RT-PCR yang dilakukan dengan metode One step dapat menurunkan resiko terjadinya kontaminasi silang dan waktu yang dibutuhkan lebih cepat dibandingkan dengan two-steps RRT-PCR. Meskipun demikian One step RRT-PCR kurang sensitif jika dibandingkan dengan two-step RRT-PCR (Trani, 2005).

2.3  PROSEDUR KERJA DAN INTEPRESTASI

RT-PCR menggunakan sepasang primer, yang berkomplemen dengan sequens yang jelas dari masing-masing dua untai cDNA. Primer tersebut kemudian diperpanjang dengan bantuan enzim DNA polymerase dan akan menghasilkan sebuah untai gandaan pada setiap siklusnya dan seterusnya mengikuti amplifikasi logaritmik.

RT-PCR meliputi tiga tahap utama. Tahap pertama adalah reverse transcription (RT) atau transkripsi balik dimana RNA ditranskrip balik menjadi cDNA menggunakan enzim reverse transcriptase dan primer. Tahap ini sangat penting dalam kaitannya dengan performa PCR untuk amplifikasi cDNA dengan bantuan DNA polymerase sebab DNA polymerase hanya dapat bekerja pada templet yang berupa DNA. Tahapan RT (Reverse Transcripsion) dapat dilakukan dalam tabung yang sama dengan PCR (one-step PCR) atau pada tabung yang terpisah (two-step PCR) menggunakan suhu berkisar 40°C sampai 50°C, tergantung pada karakteristik reverse transcriptase yang digunakan.

Tahap berikutnya adalah denaturasi dsDNA at 95°C, pada tahap ini dua untai DNA akan terpisah dan primer dapat mengikat pada untai tersebut jika temperaturnya diturunkan kemudian yang selanjutnya akan dimulai rantai reaksi baru. Kemudian suhu diturunkan hingga mencapai suhu anealing yang bervariasi tergantung primer yang digunakan, konsentrasi, probe dan konsentrasinya jika digunakan, dan juga konsentrasi kation.

Tahap akhir adalah Amplifikasi PCR yang merupakan proses dimana dilakukannya perpanjangan DNA menggunakan Primer yang memerlukan Taq DNA polymerase yang termostabil, biasanya pada suhu 72°C, yang merupakan suhu optimal untuk aktivitas enzim polymerase. Lamanya masa inkubasi tiap temperatur, perubahan suhu dan jumlah siklus dikontrol secara terprogram menggunakan programmable thermal cycler.

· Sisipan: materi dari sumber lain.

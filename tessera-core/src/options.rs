//! Per-strategy configuration
//!
//! Each configurable strategy has its own options struct with explicit
//! defaults. All of them are validated together through
//! [`StrategyOptions::validate`] before any segmentation runs.

use serde::{Deserialize, Serialize};

use crate::error::{CoreError, Result};

/// Default configuration constants
pub mod defaults {
    /// Fixed subword chunk length in grapheme clusters
    pub const CHUNK_LEN: usize = 3;

    /// Upper bound on BPE merges learned per input
    pub const MAX_MERGES: usize = 64;

    /// Minimum weighted pair count for a BPE merge
    pub const BPE_MIN_FREQUENCY: u64 = 1;

    /// Longest substring (in grapheme clusters) the frequency table records
    pub const FREQUENCY_MAX_LEN: usize = 4;

    /// Minimum count for a multi-grapheme frequency candidate
    pub const FREQUENCY_MIN_FREQUENCY: u64 = 2;

    /// Hard cap on `FrequencyOptions::max_len`
    pub const FREQUENCY_MAX_LEN_LIMIT: usize = 32;

    /// Coordinating conjunctions recognised by the grammar strategy
    pub const CONJUNCTIONS: &[&str] = &["and", "but", "or", "nor", "for", "yet", "so"];
}

/// How equal-score candidates are ordered in learned subword strategies
#[derive(Debug, Clone, Copy, PartialEq, Eq, Default, Serialize, Deserialize)]
#[serde(rename_all = "snake_case")]
pub enum TieBreak {
    /// BPE: lexicographically smallest `(left, right)` pair.
    /// Frequency: the longer candidate.
    #[default]
    Canonical,
    /// Ties ordered by a seeded mix of the candidate text, falling back to
    /// the canonical order if the mix itself ties
    Seeded,
}

/// Unit emitted by the character strategy
#[derive(Debug, Clone, Copy, PartialEq, Eq, Default, Serialize, Deserialize)]
#[serde(rename_all = "snake_case")]
pub enum CharUnit {
    /// One token per Unicode scalar value
    #[default]
    Codepoint,
    /// One token per extended grapheme cluster
    Grapheme,
}

#[derive(Debug, Clone, PartialEq, Eq, Default, Serialize, Deserialize)]
#[serde(default, deny_unknown_fields)]
pub struct CharOptions {
    pub unit: CharUnit,
}

/// Grammar strategy options
#[derive(Debug, Clone, PartialEq, Eq, Serialize, Deserialize)]
#[serde(default, deny_unknown_fields)]
pub struct GrammarOptions {
    /// Words that get a conjunction marker in front of them (matched
    /// case-insensitively)
    pub conjunctions: Vec<String>,
}

impl Default for GrammarOptions {
    fn default() -> Self {
        Self {
            conjunctions: defaults::CONJUNCTIONS
                .iter()
                .map(|s| s.to_string())
                .collect(),
        }
    }
}

impl GrammarOptions {
    pub fn validate(&self) -> Result<()> {
        for word in &self.conjunctions {
            if word.is_empty() || !word.chars().all(char::is_alphanumeric) {
                return Err(CoreError::invalid_options(
                    "grammar",
                    format!("conjunction {word:?} must be a non-empty alphanumeric word"),
                ));
            }
        }
        Ok(())
    }

    pub(crate) fn is_conjunction(&self, word: &str) -> bool {
        let lowered = word.to_lowercase();
        self.conjunctions
            .iter()
            .any(|c| c.to_lowercase() == lowered)
    }
}

/// Fixed-length subword options
#[derive(Debug, Clone, PartialEq, Eq, Serialize, Deserialize)]
#[serde(default, deny_unknown_fields)]
pub struct FixedOptions {
    /// Piece length in grapheme clusters
    pub chunk_len: usize,
}

impl Default for FixedOptions {
    fn default() -> Self {
        Self {
            chunk_len: defaults::CHUNK_LEN,
        }
    }
}

impl FixedOptions {
    pub fn validate(&self) -> Result<()> {
        if self.chunk_len == 0 {
            return Err(CoreError::invalid_options(
                "subword_fixed",
                "chunk_len must be greater than 0",
            ));
        }
        Ok(())
    }
}

/// BPE-style subword options
#[derive(Debug, Clone, PartialEq, Eq, Serialize, Deserialize)]
#[serde(default, deny_unknown_fields)]
pub struct BpeOptions {
    /// Stop after this many merges
    pub max_merges: usize,
    /// Stop once base symbols plus merges reach this size
    pub vocab_size: Option<usize>,
    /// Pairs seen fewer times than this are never merged
    pub min_frequency: u64,
    pub tie_break: TieBreak,
}

impl Default for BpeOptions {
    fn default() -> Self {
        Self {
            max_merges: defaults::MAX_MERGES,
            vocab_size: None,
            min_frequency: defaults::BPE_MIN_FREQUENCY,
            tie_break: TieBreak::Canonical,
        }
    }
}

impl BpeOptions {
    /// Options with a merge budget and everything else default
    pub fn with_merges(max_merges: usize) -> Self {
        Self {
            max_merges,
            ..Default::default()
        }
    }

    pub fn validate(&self) -> Result<()> {
        if self.min_frequency == 0 {
            return Err(CoreError::invalid_options(
                "subword_bpe",
                "min_frequency must be at least 1",
            ));
        }
        if self.vocab_size == Some(0) {
            return Err(CoreError::invalid_options(
                "subword_bpe",
                "vocab_size must be greater than 0",
            ));
        }
        Ok(())
    }
}

/// Syllable subword options
#[derive(Debug, Clone, PartialEq, Eq, Serialize, Deserialize)]
#[serde(default, deny_unknown_fields)]
pub struct SyllableOptions {
    /// Treat `y` as a vowel when it does not start the word
    pub y_as_vowel: bool,
}

impl Default for SyllableOptions {
    fn default() -> Self {
        Self { y_as_vowel: true }
    }
}

/// Frequency-table subword options
#[derive(Debug, Clone, PartialEq, Eq, Serialize, Deserialize)]
#[serde(default, deny_unknown_fields)]
pub struct FrequencyOptions {
    /// Longest recorded substring, in grapheme clusters
    pub max_len: usize,
    /// Minimum count for candidates longer than one grapheme cluster
    pub min_frequency: u64,
    pub tie_break: TieBreak,
}

impl Default for FrequencyOptions {
    fn default() -> Self {
        Self {
            max_len: defaults::FREQUENCY_MAX_LEN,
            min_frequency: defaults::FREQUENCY_MIN_FREQUENCY,
            tie_break: TieBreak::Canonical,
        }
    }
}

impl FrequencyOptions {
    pub fn validate(&self) -> Result<()> {
        if self.max_len == 0 || self.max_len > defaults::FREQUENCY_MAX_LEN_LIMIT {
            return Err(CoreError::invalid_options(
                "subword_frequency",
                format!(
                    "max_len must be between 1 and {}",
                    defaults::FREQUENCY_MAX_LEN_LIMIT
                ),
            ));
        }
        if self.min_frequency == 0 {
            return Err(CoreError::invalid_options(
                "subword_frequency",
                "min_frequency must be at least 1",
            ));
        }
        Ok(())
    }
}

/// Feature derivation options
#[derive(Debug, Clone, PartialEq, Eq, Default, Serialize, Deserialize)]
#[serde(default, deny_unknown_fields)]
pub struct FeatureOptions {
    /// Rotates the frontend digit and perturbs the backend number, for
    /// consumers that reserve a bit in their embedding layout
    pub embedding_bit: bool,
}

/// Options for every strategy, keyed like the strategy names
#[derive(Debug, Clone, PartialEq, Eq, Default, Serialize, Deserialize)]
#[serde(default, deny_unknown_fields)]
pub struct StrategyOptions {
    #[serde(rename = "char")]
    pub character: CharOptions,
    pub grammar: GrammarOptions,
    pub subword_fixed: FixedOptions,
    pub subword_bpe: BpeOptions,
    pub subword_syllable: SyllableOptions,
    pub subword_frequency: FrequencyOptions,
    pub features: FeatureOptions,
}

impl StrategyOptions {
    /// Validate every strategy's options
    pub fn validate(&self) -> Result<()> {
        self.grammar.validate()?;
        self.subword_fixed.validate()?;
        self.subword_bpe.validate()?;
        self.subword_frequency.validate()?;
        Ok(())
    }
}
//! Tokenization requests

use std::collections::BTreeSet;
use std::fmt;
use std::sync::Arc;

use tessera_core::{StrategyKind, StrategyOptions, DEFAULT_SEED};

use crate::error::{EngineError, Result};

/// One input, the strategies to run over it, and how to run them
///
/// The input is shared read-only between all workers.
#[derive(Clone)]
pub struct TokenizationRequest {
    input: Arc<[u8]>,
    strategies: BTreeSet<StrategyKind>,
    seed: u64,
    options: StrategyOptions,
}

impl fmt::Debug for TokenizationRequest {
    fn fmt(&self, f: &mut fmt::Formatter<'_>) -> fmt::Result {
        f.debug_struct("TokenizationRequest")
            .field("input", &format!("<{} bytes>", self.input.len()))
            .field("strategies", &self.strategies)
            .field("seed", &self.seed)
            .field("options", &self.options)
            .finish()
    }
}

impl TokenizationRequest {
    /// Start a request over raw bytes
    pub fn builder(input: impl Into<Arc<[u8]>>) -> TokenizationRequestBuilder {
        TokenizationRequestBuilder::new(input.into())
    }

    /// Start a request over text
    pub fn from_text(text: &str) -> TokenizationRequestBuilder {
        Self::builder(text.as_bytes())
    }

    /// Start a request over bytes that may not be UTF-8
    pub fn from_bytes(bytes: Vec<u8>) -> TokenizationRequestBuilder {
        Self::builder(bytes)
    }

    /// The shared input
    pub fn input(&self) -> &[u8] {
        &self.input
    }

    /// Requested strategies, in canonical order
    pub fn strategies(&self) -> &BTreeSet<StrategyKind> {
        &self.strategies
    }

    /// Seed for every strategy in this request
    pub fn seed(&self) -> u64 {
        self.seed
    }

    /// Strategy options for this request
    pub fn options(&self) -> &StrategyOptions {
        &self.options
    }
}

/// Builder for [`TokenizationRequest`]; options are validated in `build`
#[derive(Debug)]
pub struct TokenizationRequestBuilder {
    input: Arc<[u8]>,
    strategies: BTreeSet<StrategyKind>,
    seed: Option<u64>,
    options: Option<StrategyOptions>,
}

impl TokenizationRequestBuilder {
    fn new(input: Arc<[u8]>) -> Self {
        Self {
            input,
            strategies: BTreeSet::new(),
            seed: None,
            options: None,
        }
    }

    /// Add one strategy
    pub fn strategy(mut self, kind: StrategyKind) -> Self {
        self.strategies.insert(kind);
        self
    }

    /// Add several strategies; duplicates collapse
    pub fn strategies(mut self, kinds: impl IntoIterator<Item = StrategyKind>) -> Self {
        self.strategies.extend(kinds);
        self
    }

    /// Request all nine strategies
    pub fn all_strategies(self) -> Self {
        self.strategies(StrategyKind::ALL)
    }

    /// Set the seed
    pub fn seed(mut self, seed: u64) -> Self {
        self.seed = Some(seed);
        self
    }

    /// Set the strategy options
    pub fn options(mut self, options: StrategyOptions) -> Self {
        self.options = Some(options);
        self
    }

    /// Validate and build the request
    pub fn build(self) -> Result<TokenizationRequest> {
        if self.strategies.is_empty() {
            return Err(EngineError::InvalidRequest(
                "at least one strategy must be requested".into(),
            ));
        }

        let options = self.options.unwrap_or_default();
        options
            .validate()
            .map_err(|e| EngineError::InvalidRequest(e.to_string()))?;

        Ok(TokenizationRequest {
            input: self.input,
            strategies: self.strategies,
            seed: self.seed.unwrap_or(DEFAULT_SEED),
            options,
        })
    }
}

#[cfg(test)]
mod tests {
    use super::*;

    #[test]
    fn test_defaults() {
        let request = TokenizationRequest::from_text("hi")
            .strategy(StrategyKind::Word)
            .build()
            .unwrap();
        assert_eq!(request.input(), b"hi");
        assert_eq!(request.seed(), DEFAULT_SEED);
        assert_eq!(request.options(), &StrategyOptions::default());
    }

    #[test]
    fn test_strategies_are_deduplicated_and_ordered() {
        let request = TokenizationRequest::from_text("hi")
            .strategies([StrategyKind::Byte, StrategyKind::Space, StrategyKind::Byte])
            .build()
            .unwrap();
        let kinds: Vec<StrategyKind> = request.strategies().iter().copied().collect();
        assert_eq!(kinds, vec![StrategyKind::Space, StrategyKind::Byte]);
    }

    #[test]
    fn test_empty_strategy_set_rejected() {
        let result = TokenizationRequest::from_text("hi").build();
        assert!(matches!(result, Err(EngineError::InvalidRequest(_))));
    }

    #[test]
    fn test_invalid_options_rejected_at_build() {
        let mut options = StrategyOptions::default();
        options.subword_bpe.min_frequency = 0;
        let result = TokenizationRequest::from_bytes(vec![0xFF])
            .all_strategies()
            .options(options)
            .build();
        assert!(matches!(result, Err(EngineError::InvalidRequest(msg)) if msg.contains("subword_bpe")));
    }

    #[test]
    fn test_debug_hides_input() {
        let request = TokenizationRequest::from_text("secret")
            .strategy(StrategyKind::Char)
            .build()
            .unwrap();
        let debug = format!("{request:?}");
        assert!(debug.contains("<6 bytes>"));
        assert!(!debug.contains("secret"));
    }
}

gambar prosedur kerja RT-PCR

interpretasi  hasil

contoh interpretasi hasil pada alat rt-PCR

a.       Limit deteksi untuk Influenza Tipe A (Matrix gene-specific TaqMan assay) :

·         Ct < 33 = positif

·         Ct 33 – 38 ambiguous, perlu diulang atau diteliti lebih lanjut

·         Ct > 38 = negatif

b.      Limit deteksi untuk subtipe H5 (Matrix gene-specific TaqMan assay) :

·         Ct < 36 = positif

·         Ct 36 – 40 ambiguous, perlu diulang atau diteliti lebih lanjut

·         Ct > 40 = negatif

BAB III

PENUTUP

3.1  KESIMPULAN

Dari hasil pembahasan kami dapatkan mensimpulkan perbedaan dari PCR dan RT PCR dimana perbedaannya adalah Reverse Transcription PCR dilakukan untuk menggandakan untaian RNA setelah diubah menjadi cDNA (dengan Enzim reverse transcriptase) lalu diperbanyak dengan PCR. sedangkan pada Real Time PCR (qPCR) merupakan kegiatan yang melibatkan RT-PCR yang diteruskan dengan perhitungan jumlah cDNA yang ada. Singkatnya, perbedaan terletak pada seberapa pentingnya kuantifikasi DNA.

3.2  SARAN

1.      penyusun menyarankan  setiap prosedur kerja harus  dipatuhi sehingga tidak menimbulkan kesalahan dalam pemeriksaan.

2.      Makalah ini masih jauh dari sempurna maka dari itu penyusun mengharapkan agar pembaca mencari literatur atau referensi yang banyak dalam penyusunan isi dari materi makalah ini.